A circular food system could phase out the concept of food waste as we know it, contributing to a more sustainable world... but what are the key challenges and solutions?  

The food system is a complex network made up of vast supply chains and stakeholders, all of which contribute to the growing carbon footprint of food. At a time where leaders and experts are coming together to discuss the future at milestone events such as the UN Food Systems Summit and COP26, the sustainability of the food system has never been more important. 

With two billion people facing food insecurity globally (1) and approximately a third of all food going uneaten (2), the current structure of the food system is fragmented. Preventing food loss and food waste at scale would offset huge amounts of environmental damage and biodiversity loss as well as increase the accessibility of food for food insecure populations (3). So how can we ensure not only the sustainability of the food system, but long-term economic and societal resilience, too?

A linear economy vs a circular economy

The answer lies in the structure of the food economy.
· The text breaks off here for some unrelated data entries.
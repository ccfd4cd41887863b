//! Загрузка каталога из документов категорий.
//!
//! Транспорт не фиксирован: браузер передаёт сюда запрос через gloo-net,
//! сервер читает файлы с диска, тесты отдают готовые документы.

use futures::future::try_join_all;
use std::future::Future;

use super::aggregate::Catalog;
use crate::domain::a001_product::aggregate::Product;
use crate::domain::a002_category::aggregate::Category;
use crate::enums::CategoryKey;

#[derive(Debug, Clone, PartialEq, Eq, thiserror::Error)]
pub enum CatalogError {
    #[error("request for {path} failed: {message}")]
    Fetch { path: String, message: String },

    #[error("HTTP {status} for {path}")]
    Status { path: String, status: u16 },

    #[error("invalid category document {path}: {message}")]
    Parse { path: String, message: String },

    #[error("unknown category: {0}")]
    UnknownCategory(String),
}

/// Разбор тела документа категории с привязкой ошибки к пути
pub fn parse_document(path: &str, raw: &str) -> Result<Category, CatalogError> {
    Category::from_json(raw).map_err(|e| CatalogError::Parse {
        path: path.to_string(),
        message: e.to_string(),
    })
}

/// Загружает все категории одновременно и сливает их в каталог.
///
/// Первая же ошибка отменяет загрузку целиком: частичный каталог не
/// возвращается, повторов нет.
pub async fn load_catalog<F, Fut>(keys: &[CategoryKey], fetch: F) -> Result<Catalog, CatalogError>
where
    F: Fn(CategoryKey) -> Fut,
    Fut: Future<Output = Result<Category, CatalogError>>,
{
    let categories = try_join_all(keys.iter().map(|key| fetch(*key))).await?;
    Ok(Catalog::merge(categories))
}

/// Загружает документ одной категории и ищет в нём товар по slug.
///
/// `Ok(None)`: документ получен, но товара с таким slug нет.
pub async fn load_product<F, Fut>(
    category: &str,
    slug: &str,
    fetch: F,
) -> Result<Option<Product>, CatalogError>
where
    F: FnOnce(CategoryKey) -> Fut,
    Fut: Future<Output = Result<Category, CatalogError>>,
{
    let key = CategoryKey::from_code(category)
        .ok_or_else(|| CatalogError::UnknownCategory(category.to_string()))?;
    let document = fetch(key).await?;
    Ok(document.find_by_slug(slug))
}

#[cfg(test)]
mod tests {
    use super::*;
    use futures::executor::block_on;
    use futures::future::ready;
    use std::cell::RefCell;

    fn document(key: CategoryKey, count: usize) -> Category {
        let products: Vec<String> = (1..=count)
            .map(|i| {
                format!(
                    r#"{{"id": "{i}", "nome": "{k} {i}", "slug": "{k}-{i}", "descricao": "", "preco": "R$ {i}0,00"}}"#,
                    i = i,
                    k = key.code()
                )
            })
            .collect();
        let raw = format!(
            r#"{{"categoria": "{}", "titulo": "{}", "descricao": "", "produtos": [{}]}}"#,
            key.code(),
            key.display_name(),
            products.join(",")
        );
        parse_document(key.document_path(), &raw).unwrap()
    }

    #[test]
    fn test_load_catalog_merges_every_document() {
        let requested = RefCell::new(Vec::new());
        let catalog = block_on(load_catalog(&CategoryKey::all(), |key| {
            requested.borrow_mut().push(key);
            let count = match key {
                CategoryKey::Barbearia => 4,
                CategoryKey::Tecnologia => 3,
                CategoryKey::Consultoria => 2,
            };
            ready(Ok(document(key, count)))
        }))
        .unwrap();

        assert_eq!(requested.borrow().len(), 3);
        assert_eq!(catalog.product_count(), 9);
        assert_eq!(catalog.sections[1].key, "tecnologia");
    }

    #[test]
    fn test_load_catalog_fails_as_a_whole() {
        let result = block_on(load_catalog(&CategoryKey::all(), |key| {
            ready(match key {
                CategoryKey::Tecnologia => Err(CatalogError::Status {
                    path: key.document_path().to_string(),
                    status: 404,
                }),
                _ => Ok(document(key, 1)),
            })
        }));

        assert_eq!(
            result,
            Err(CatalogError::Status {
                path: "/db/produtos-tecnologia.json".to_string(),
                status: 404
            })
        );
    }

    #[test]
    fn test_load_product_found_and_missing() {
        let found = block_on(load_product("consultoria", "consultoria-2", |key| {
            ready(Ok(document(key, 3)))
        }))
        .unwrap()
        .unwrap();
        assert_eq!(found.name, "consultoria 2");
        assert_eq!(found.category, "consultoria");

        let missing = block_on(load_product("consultoria", "nada", |key| {
            ready(Ok(document(key, 3)))
        }))
        .unwrap();
        assert!(missing.is_none());
    }

    #[test]
    fn test_load_product_unknown_category_skips_fetch() {
        let fetched = RefCell::new(false);
        let result = block_on(load_product("moveis", "x", |key| {
            *fetched.borrow_mut() = true;
            ready(Ok(document(key, 1)))
        }));
        assert_eq!(result, Err(CatalogError::UnknownCategory("moveis".into())));
        assert!(!*fetched.borrow());
    }

    #[test]
    fn test_parse_document_error_mentions_path() {
        let err = parse_document("/db/x.json", "{not json").unwrap_err();
        assert!(err.to_string().contains("/db/x.json"));
    }
}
A linear economy traditionally follows a ‘take, make, use, dispose’ system, where products are created and used once and then disposed of as waste. With this comes a decrease in the value of materials and products, volatile prices due to resource scarcity, and an unstable supply of raw materials due to overconsumption (4). This also generates huge levels of waste and greenhouse gas emissions from consistent resource pooling and production, contributing to environmental degradation and climate change (4). 

In a circular food economy however, activities at all levels of the food value chain rebuild overall system health by designing out the concept of waste (5). Providing environmental and economic benefits, circular economies maintain raw material sources and reduce the environmental impacts of production and consumption (4).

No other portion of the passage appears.